Not Again: Polling Error in the 2020 Presidential Election
Two years ago this month, I started working for European polling aggregator EuropeElects. After parsing hundreds of polls, countless elections, unspeakable numbers of electoral surprises and millions of votes in Europe, I am left once again staring toward America in a dazed confusion matched only by the fact it is shared by every other onlooker.
I may know my cross-tabs from my turnout weighting, but I am still left asking the same question as everyone else: how, after a pathetic performance in 2016, have American pollsters allowed themselves to do it again?

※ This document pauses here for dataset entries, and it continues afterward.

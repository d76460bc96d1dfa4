pub mod client;
pub mod config;
pub mod dashboard;
pub mod error;
pub mod extract;
pub mod gateway;
pub mod market;
pub mod order_flow;
pub mod routes;
pub mod state;

pub use client::BackendClient;
pub use config::Config;
pub use error::{ApiError, FlowError, GatewayError};
pub use gateway::GatewayClient;
pub use order_flow::{FlowReport, FxPrompt, OrderFlow};
pub use routes::create_router;
pub use state::AppState;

A note before I begin: I am not a) American, b) an expert on every pollster, their methodology and their respective partisan leanings, c) able to do a full statistical analysis as — at time of writing — the election is ongoing (NV, PA, AZ, NC, GA still to be called). Besides, American pollsters are pretty poor at providing tables and properly reporting their weightings of different social groups. Makes life challenging to write this kind of piece. Let me know via Twitter if I made any mistakes in the data.
Before election day night, we all presumed Trump had lost the election. Why? Well, that’s what the polling numbers and the various Electoral College projections claimed.

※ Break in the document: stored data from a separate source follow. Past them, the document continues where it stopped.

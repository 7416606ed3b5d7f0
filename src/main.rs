mod config;
mod issue;
mod pipeline;
mod report;
mod summary;

use clap::Parser;
use std::path::PathBuf;
use std::sync::Arc;
use tracing::{debug, info, info_span};
use tracing_subscriber::EnvFilter;

use issue::IssueSource;
use summary::{ModelInvoker, SummarizationEngine};

/// Bug Aging Report: fetches open bugs from Jira, summarizes their comment
/// threads with a language model, and writes a JSON and a text report.
#[derive(Parser, Debug)]
#[command(name = "bug-aging-report", version, about)]
struct Cli {
    /// Path to a TOML config file (defaults to .bug-report.toml if present)
    #[arg(short, long)]
    config: Option<PathBuf>,

    /// JQL filter overriding the configured one
    #[arg(long)]
    jql: Option<String>,

    /// Where to write the JSON report
    #[arg(long)]
    json_output: Option<PathBuf>,

    /// Where to write the text report
    #[arg(long)]
    text_output: Option<PathBuf>,

    /// Maximum number of summarization calls in flight
    #[arg(long)]
    concurrency: Option<usize>,

    /// Use built-in sample issues and an offline summarizer (no credentials needed)
    #[arg(long)]
    r#mock: bool,
}

#[tokio::main]
async fn main() -> Result<(), Box<dyn std::error::Error>> {
    tracing_subscriber::fmt()
        .with_env_filter(EnvFilter::from_default_env())
        .with_target(true)
        .with_writer(std::io::stderr)
        .init();

    dotenvy::dotenv().ok();
    let cli = Cli::parse();

    info!("loading configuration");
    let mut config = match &cli.config {
        Some(path) => config::Config::load_from(path)?.with_env(),
        None => config::Config::load()?,
    };
    if let Some(jql) = cli.jql {
        config.jira.jql = jql;
    }
    if let Some(concurrency) = cli.concurrency {
        config.report.concurrency = concurrency;
    }
    let json_path = cli
        .json_output
        .unwrap_or_else(|| PathBuf::from(&config.report.json_path));
    let text_path = cli
        .text_output
        .unwrap_or_else(|| PathBuf::from(&config.report.text_path));

    let _main_span = info_span!("bug_report", jql = %config.jira.jql).entered();

    let (source, invoker): (Box<dyn IssueSource>, Arc<dyn ModelInvoker>) = if cli.r#mock {
        info!("using sample issues and offline summarizer");
        (
            Box::new(issue::fixture::FixtureSource::sample()?) as Box<dyn IssueSource>,
            Arc::new(summary::canned::CannedInvoker) as Arc<dyn ModelInvoker>,
        )
    } else {
        (
            Box::new(issue::JiraClient::new(&config)?) as Box<dyn IssueSource>,
            Arc::new(summary::anthropic::AnthropicInvoker::new(
                &config.model,
                config.timeout(),
            )?) as Arc<dyn ModelInvoker>,
        )
    };
    debug!(url = %config.jira.url, model = %config.model.model, "collaborators ready");

    let engine = Arc::new(SummarizationEngine::new(invoker, config.timeout()));
    let options = pipeline::RunOptions::from_config(&config);

    info!("running report pipeline");
    let outcome = pipeline::run(source.as_ref(), engine, &options, chrono::Utc::now()).await?;

    info!("writing reports");
    report::output(&outcome.report, &json_path, &text_path)?;
    report::print_terminal_summary(&outcome.report, &json_path, &text_path);
    info!(
        bugs = outcome.report.records.len(),
        skipped = outcome.diagnostics.skipped(),
        degraded = outcome.diagnostics.degraded(),
        "done"
    );

    Ok(())
}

By electionmas eve, most projections remove economic weighting and focus more heavily on polling consensus. Even those that retain an economic factor in their projection rely heavily on a polling average (weighted by particular pollsters). What if that polling average turns out to be wrong?
To s̶p̶e̶c̶u̶l̶a̶t̶e̶ ̶w̶i̶l̶d̶l̶y̶ discuss the potential errors in polling data I’m going to quickly parse three states and the polling in the previous 48h before election day. For a quick test of state polling, I’m going to consider Florida, Texas and Michigan, and one reason why polls may have failed in each state. My attempt is to show examples of shortcomings, not the whole picture of every problem in each state, or across America.

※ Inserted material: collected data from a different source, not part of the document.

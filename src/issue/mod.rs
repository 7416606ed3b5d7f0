pub mod field;
pub mod fixture;
pub mod parse;
pub mod types;

pub use types::{CommentThread, FieldId, FieldMeta, IssueQuery, RawIssue, SearchPage};

use async_trait::async_trait;
use thiserror::Error;
use tracing::{debug, info, instrument, warn};

/// Fields requested from the search endpoint, before the team field is added.
const BASE_FIELDS: &[&str] = &[
    "key",
    "summary",
    "status",
    "priority",
    "assignee",
    "reporter",
    "comment",
    "created",
    "updated",
    "components",
    "labels",
];

#[derive(Debug, Error)]
pub enum IssueError {
    #[error("Issue tracker unavailable: {0}")]
    Transport(#[from] reqwest::Error),

    #[error("Issue tracker unavailable: {0}")]
    SourceUnavailable(String),

    #[error("Malformed issue record {key}: {reason}")]
    MalformedIssueRecord { key: String, reason: String },

    #[error("Jira credentials not found (set JIRA_EMAIL and JIRA_API_TOKEN)")]
    MissingCredentials,
}

/// Read access to an issue tracker.
#[async_trait]
pub trait IssueSource: Send + Sync {
    /// List every field the tracker knows about.
    async fn fields(&self) -> Result<Vec<FieldMeta>, IssueError>;

    /// Fetch one page of issues matching the query, with the given fields.
    async fn search(&self, query: &IssueQuery, fields: &[String]) -> Result<SearchPage, IssueError>;
}

/// Issues that parsed cleanly plus the ones that were skipped.
#[derive(Debug, Default)]
pub struct FetchOutcome {
    pub issues: Vec<(RawIssue, CommentThread)>,
    /// (issue key, reason) for every record that could not be parsed
    pub malformed: Vec<(String, String)>,
}

/// Page through every issue matching the query, following page tokens
/// until the source reports the last page.
///
/// Transport and HTTP failures abort the whole fetch. A record that fails to
/// parse is logged and skipped.
#[instrument(skip(source, query), fields(jql = %query.jql))]
pub async fn fetch(
    source: &dyn IssueSource,
    query: &IssueQuery,
    team_field: Option<&FieldId>,
    max_issues: Option<usize>,
) -> Result<FetchOutcome, IssueError> {
    let mut fields: Vec<String> = BASE_FIELDS.iter().map(|f| f.to_string()).collect();
    if let Some(id) = team_field {
        fields.push(id.to_string());
    }

    let limit = max_issues.unwrap_or(usize::MAX);
    let mut outcome = FetchOutcome::default();
    let mut page_query = query.clone();
    let mut seen = 0usize;

    while seen < limit {
        let page = source.search(&page_query, &fields).await?;
        debug!(received = page.issues.len(), is_last = page.is_last, "received search page");
        if page.issues.is_empty() {
            break;
        }

        for raw in page.issues.iter().take(limit - seen) {
            seen += 1;
            match parse::parse_issue(raw) {
                Ok(parsed) => outcome.issues.push(parsed),
                Err(IssueError::MalformedIssueRecord { key, reason }) => {
                    warn!(key = %key, reason = %reason, "skipping malformed issue record");
                    outcome.malformed.push((key, reason));
                }
                Err(other) => return Err(other),
            }
        }

        match page.next_token() {
            Some(token) if page_query.page_token.as_deref() != Some(token) => {
                page_query = query.after(token);
            }
            _ => break,
        }
    }

    info!(
        issues = outcome.issues.len(),
        skipped = outcome.malformed.len(),
        "fetched issues"
    );
    Ok(outcome)
}

/// Jira Cloud REST (v3) client, searching through `/rest/api/3/search/jql`.
pub struct JiraClient {
    client: reqwest::Client,
    base_url: String,
    email: String,
    token: String,
}

impl JiraClient {
    pub fn new(config: &crate::config::Config) -> Result<Self, IssueError> {
        let (email, token) = config
            .jira_credentials()
            .ok_or(IssueError::MissingCredentials)?;
        let client = reqwest::Client::builder()
            .timeout(config.timeout())
            .user_agent("bug-aging-report")
            .build()?;
        Ok(Self {
            client,
            base_url: config.jira.url.clone(),
            email,
            token,
        })
    }

    #[cfg(test)]
    fn with_base_url(base_url: &str) -> Self {
        Self {
            client: reqwest::Client::new(),
            base_url: base_url.trim_end_matches('/').to_string(),
            email: "qa@example.com".to_string(),
            token: "token".to_string(),
        }
    }

    fn search_params(query: &IssueQuery, fields: &[String]) -> Vec<(&'static str, String)> {
        let mut params = vec![
            ("jql", query.jql.clone()),
            ("maxResults", query.page_size.to_string()),
            ("fields", fields.join(",")),
        ];
        if let Some(token) = &query.page_token {
            params.push(("nextPageToken", token.clone()));
        }
        params
    }

    async fn get_json<T: serde::de::DeserializeOwned>(
        &self,
        path: &str,
        params: &[(&'static str, String)],
    ) -> Result<T, IssueError> {
        let url = format!("{}{}", self.base_url, path);
        let response = self
            .client
            .get(&url)
            .basic_auth(&self.email, Some(&self.token))
            .header("Accept", "application/json")
            .query(params)
            .send()
            .await?;

        let status = response.status();
        if !status.is_success() {
            let body = response.text().await.unwrap_or_default();
            return Err(IssueError::SourceUnavailable(format!(
                "GET {path} returned {}: {}",
                status.as_u16(),
                body.chars().take(200).collect::<String>()
            )));
        }
        Ok(response.json::<T>().await?)
    }
}

#[async_trait]
impl IssueSource for JiraClient {
    async fn fields(&self) -> Result<Vec<FieldMeta>, IssueError> {
        debug!("fetching field catalogue from Jira");
        self.get_json("/rest/api/3/field", &[]).await
    }

    async fn search(&self, query: &IssueQuery, fields: &[String]) -> Result<SearchPage, IssueError> {
        debug!(continued = query.page_token.is_some(), "searching Jira");
        self.get_json("/rest/api/3/search/jql", &Self::search_params(query, fields))
            .await
    }
}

Florida had 26 polls in the final two days before polling day. Of which, just 6 called a Trump win in a state where the final tally (96% reporting) is 51.2–47.8 in his favour. Of the six that called the race correctly, none had the incumbent as high as 51%. What we have seen in Florida is a swing toward Trump as he increased his margin of victory over Democrats in 2016 by 2pp, seeing swings in his favour across the state.
One shortcoming of polling has clearly been in predicting Latinx voting patterns. In Florida, Cuban Americans (of which there are 1.5m in the south-eastern state, 70% of the national population) turned out in massive numbers for Trump with as many as 55% of the minority group voting for the President, proving not only the group’s documented social conservatism and also Cubans’ particular antagonism toward socialism, something Trump’s campaign played on specifically (and FL Senator Rubio has also done in the past).
Furthermore, massively increased Latinx voter-registration was seen in a traditionally stubborn group when it comes to voting. Registered Hispanic American voters have increased by almost a third since 2008, something it appears pollsters have been poorer in accounting for. A combination of the language barrier in reaching Spanish first-language speakers, and ill-designed research generalisations (fundamentally both of these can be put down to ignorance practised by a majority-white polling industry) can be blamed here. Briefly, the latter problem is that pollsters tend to weight by “hispanic” as a homogenous bloc, something we are quickly learning to be problematic. Most pollsters estimated 20% of the electorate in Florida would be Hispanic, and it was 19%, but what they didn’t account for here was that a third of that vote would come from Cuban-Americans, a group who only make up a fifth of the total Hispanic population of Florida. As you can see, oversimplified racial pigeonholing can cost you greatly inaccuracy, as some analysts predicted before the election (particular h/t to the New Statesman’s Ben Walker).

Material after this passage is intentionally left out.